In other adult-use states like Washington, prices rarely get above $40 for an eighth, but that’s typically very high quality bud. In fact, some whole ounces can go for even less than that, Krane said.

Achieving diversity, changing laws

Krane stopped short of blaming just one person, agency or group for the slow rollout and actually commended the Massachusetts Cannabis Control Commission for its forward-thinking regulatory structure, which includes opportunities for microbusinesses, craft cooperatives and social equity programs to right the past wrongs of the War on Drugs.

“For licensing structure alone, I think Massachusetts probably has the best of any adult-use state in the country,” he said.

The first two stores in Massachusetts were allowed to open on the same Tuesday in November.
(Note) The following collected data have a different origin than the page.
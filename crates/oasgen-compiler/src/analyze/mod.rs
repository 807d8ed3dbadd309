//! Semantic analysis: lowers the preloaded documents to the IR.
//!
//! One [`Analyzer`] walks the root document in declaration order:
//! - `document` - version and top-level structure
//! - `schema` - schema lowering into the type arena
//! - `operation` - paths, operations, webhooks and security
//! - `recursion` - indirect edges and escape checks
//! - `naming` - final identifiers
//! - `seal` - topological renumbering into the [`Ir`]
//! - `features` - the runtime feature vector
//!
//! Analysis stops at the first error unless its kind is downgraded in
//! [`CompileConfig::downgrade`]; then the enclosing operation (or component)
//! is dropped and the diagnostic is kept as a warning.

mod arena;
mod cursor;
mod document;
mod features;
mod naming;
mod operation;
mod recursion;
mod schema;
mod seal;

#[cfg(test)]
mod naming_tests;
#[cfg(test)]
mod operation_tests;
#[cfg(test)]
mod schema_tests;

use std::collections::{BTreeMap, HashMap};

use crate::config::CompileConfig;
use crate::diagnostics::{Diagnostic, Diagnostics, Span};
use crate::document::{Document, DocumentStore, Location, SourceId};
use crate::ir::{Ir, Operation, SecurityModel, SpecVersion, TypeId, Webhook};
use crate::resolve::{RefKey, Resolver};
use crate::router::RouterBuilder;
use crate::schema::SchemaParser;
use crate::{Error, Result};

use arena::{Checkpoint, TypeArena};
use cursor::Cursor;

pub use naming::{NameAllocator, sanitize};

/// Why analysis ended early.
#[derive(Debug)]
pub(crate) enum Stop {
    Failed(Diagnostic),
    Cancelled,
    Internal(String),
}

impl From<Diagnostic> for Stop {
    fn from(diagnostic: Diagnostic) -> Self {
        Stop::Failed(diagnostic)
    }
}

/// Analyze the document `root` of a preloaded store.
///
/// Returns `Ok(None)` when analysis failed; the reasons are in
/// `diagnostics`. Warnings are pushed in either case.
pub fn analyze(
    store: &DocumentStore,
    root: SourceId,
    config: &CompileConfig,
    diagnostics: &mut Diagnostics,
) -> Result<Option<Ir>> {
    let Some(document) = store.document(root) else {
        return Ok(None);
    };
    let version = match document::spec_version(document) {
        Ok(version) => version,
        Err(diagnostic) => {
            diagnostics.push(diagnostic);
            return Ok(None);
        }
    };

    let mut analyzer = Analyzer::new(store, document, version, config);
    let outcome = analyzer.run().and_then(|()| analyzer.conclude());
    for warning in analyzer.warnings.drain(..) {
        diagnostics.push(warning);
    }

    match outcome {
        Ok(ir) => Ok(Some(ir)),
        Err(Stop::Failed(diagnostic)) => {
            diagnostics.push(diagnostic);
            Ok(None)
        }
        Err(Stop::Cancelled) => Err(Error::Cancelled),
        Err(Stop::Internal(message)) => Err(Error::Internal(message)),
    }
}

pub(crate) struct Analyzer<'s> {
    config: &'s CompileConfig,
    store: &'s DocumentStore,
    root: &'s Document,
    version: SpecVersion,
    parser: SchemaParser,
    resolver: Resolver<'s>,
    arena: TypeArena,
    components: BTreeMap<RefKey, TypeId>,
    warnings: Vec<Diagnostic>,
    operations: Vec<Operation>,
    operation_names: NameAllocator,
    /// Declared `operationId`s with the span of their first use.
    operation_ids: HashMap<String, Span>,
    routes: RouterBuilder,
    webhooks: Vec<Webhook>,
    security: SecurityModel,
}

impl<'s> Analyzer<'s> {
    fn new(
        store: &'s DocumentStore,
        root: &'s Document,
        version: SpecVersion,
        config: &'s CompileConfig,
    ) -> Self {
        Self {
            config,
            store,
            root,
            version,
            parser: SchemaParser::new(version),
            resolver: Resolver::new(store, config.depth_limit),
            arena: TypeArena::new(),
            components: BTreeMap::new(),
            warnings: Vec::new(),
            operations: Vec::new(),
            operation_names: NameAllocator::new(config.naming.reserved),
            operation_ids: HashMap::new(),
            routes: RouterBuilder::new(),
            webhooks: Vec::new(),
            security: SecurityModel::default(),
        }
    }

    fn run(&mut self) -> std::result::Result<(), Stop> {
        let root = self.root_cursor();
        self.check_structure(&root)?;
        self.security_schemes(&root)?;
        self.component_schemas(&root)?;
        self.paths(&root)?;
        self.webhooks(&root)?;
        Ok(())
    }

    fn root_cursor(&self) -> Cursor<'s> {
        Cursor::new(
            &self.root.root,
            self.root.id,
            RefKey::new(&self.root.url, ""),
        )
    }

    fn check_cancelled(&self) -> std::result::Result<(), Stop> {
        if self.config.is_cancelled() {
            tracing::debug!("cancellation requested");
            return Err(Stop::Cancelled);
        }
        Ok(())
    }

    pub(crate) fn location(&self, span: Span, key: &RefKey) -> Location {
        self.store.sources().location(span, &key.pointer)
    }

    /// Keep a downgraded failure as a warning; `None` tells the caller to
    /// drop what it was building.
    fn recover<T>(
        &mut self,
        result: std::result::Result<T, Diagnostic>,
        what: &str,
    ) -> std::result::Result<Option<T>, Stop> {
        match result {
            Ok(value) => Ok(Some(value)),
            Err(diagnostic) if self.config.is_downgraded(diagnostic.kind()) => {
                tracing::warn!(
                    item = what,
                    reason = diagnostic.text(),
                    "dropped after downgraded error"
                );
                self.warnings.push(diagnostic.downgrade());
                Ok(None)
            }
            Err(diagnostic) => Err(Stop::Failed(diagnostic)),
        }
    }

    /// Lower every entry of `components.schemas`, in declaration order.
    fn component_schemas(&mut self, root: &Cursor<'s>) -> std::result::Result<(), Stop> {
        let Some(schemas) = root.get("components").and_then(|c| c.get("schemas")) else {
            return Ok(());
        };
        for (name, key_span, schema) in schemas.members() {
            self.check_cancelled()?;
            let checkpoint = self.arena.checkpoint();
            let result = self.component(&schema, key_span);
            if self.recover(result, name)?.is_none() {
                self.rollback(checkpoint);
            }
        }
        Ok(())
    }

    /// Forget every type created after `checkpoint`.
    fn rollback(&mut self, checkpoint: Checkpoint) {
        self.arena.rollback(checkpoint);
        let len = self.arena.len();
        self.components.retain(|_, id| id.index() < len);
    }

    /// Whole-graph passes over the finished arena, then sealing.
    fn conclude(&mut self) -> std::result::Result<Ir, Stop> {
        if let Some(i) = self.arena.slots().iter().position(|s| s.kind.is_none()) {
            return Err(Stop::Internal(format!("type #{} was reserved but never filled", i)));
        }
        self.check_recursion()?;
        let names = self.assign_names();
        let router = std::mem::replace(&mut self.routes, RouterBuilder::new()).build();
        let mut ir = self.seal(names, router)?;
        ir.features = features::collect(&ir);
        Ok(ir)
    }
}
One of those stores, Cultivate, is in Leicester just off of Route 9.

That could have been planned better, joked Kay Doyle, a Cannabis Control Commission member.

“If you’re going to do this ... don’t hand out the first license on the only road that accesses the local Walmart on the same week as Black Friday,” Doyle said.

For a few weeks, the small town struggled to keep up with the increased traffic and long lines outside of the dispensary located in a residential area.

According to Doyle, a regulatory expert who spent time with the state Department of Public Health and worked as primary counsel for the medical marijuana program, the adult-use program was meant to be a safe, equitable, innovative and environmentally friendly industry.

“That all adds up to sustainable opportunity,” she said. “We have to plan to make sure we don’t get in the way of business and do it in a way that allows it to grow in a way that still serves those fundamental principles.”

The state has lofty diversity goals, but the industry so far is dominated by white men. According to the CCC’s own data, 73.6% of the state’s marijuana workforce is white and 67% are men.

Of businesses with either provisional or final approval from the CCC, 12% are owned by someone who identifies as either a minority, woman, veteran, or a member of the LGBTQ community.

Bill Downing (center), a long-time legal marijuana advocate and owner of CBD Please in Framingham, chats with attendees at The Business of Cannabis events on June 11.

Startup costs for the cannabis industry can be prohibitive unless a firm has connections to deep-pocketed investors, but the CCC is hoping to open up the industry to a wide variety of business owners with social consumption and delivery businesses soon to come.

Per state law, municipalities not wanting cannabis businesses in town can vote to ban the industry, but cities and towns have to do the opposite to allow social consumption businesses in.

Doyle defended the CCC’s strict regulators around security, which can prove costly, but conceded some laws or regulations, like the social consumption part, will need to be tweaked as the industry grows into itself.

“We do need to fix that so people can get this going,” she said.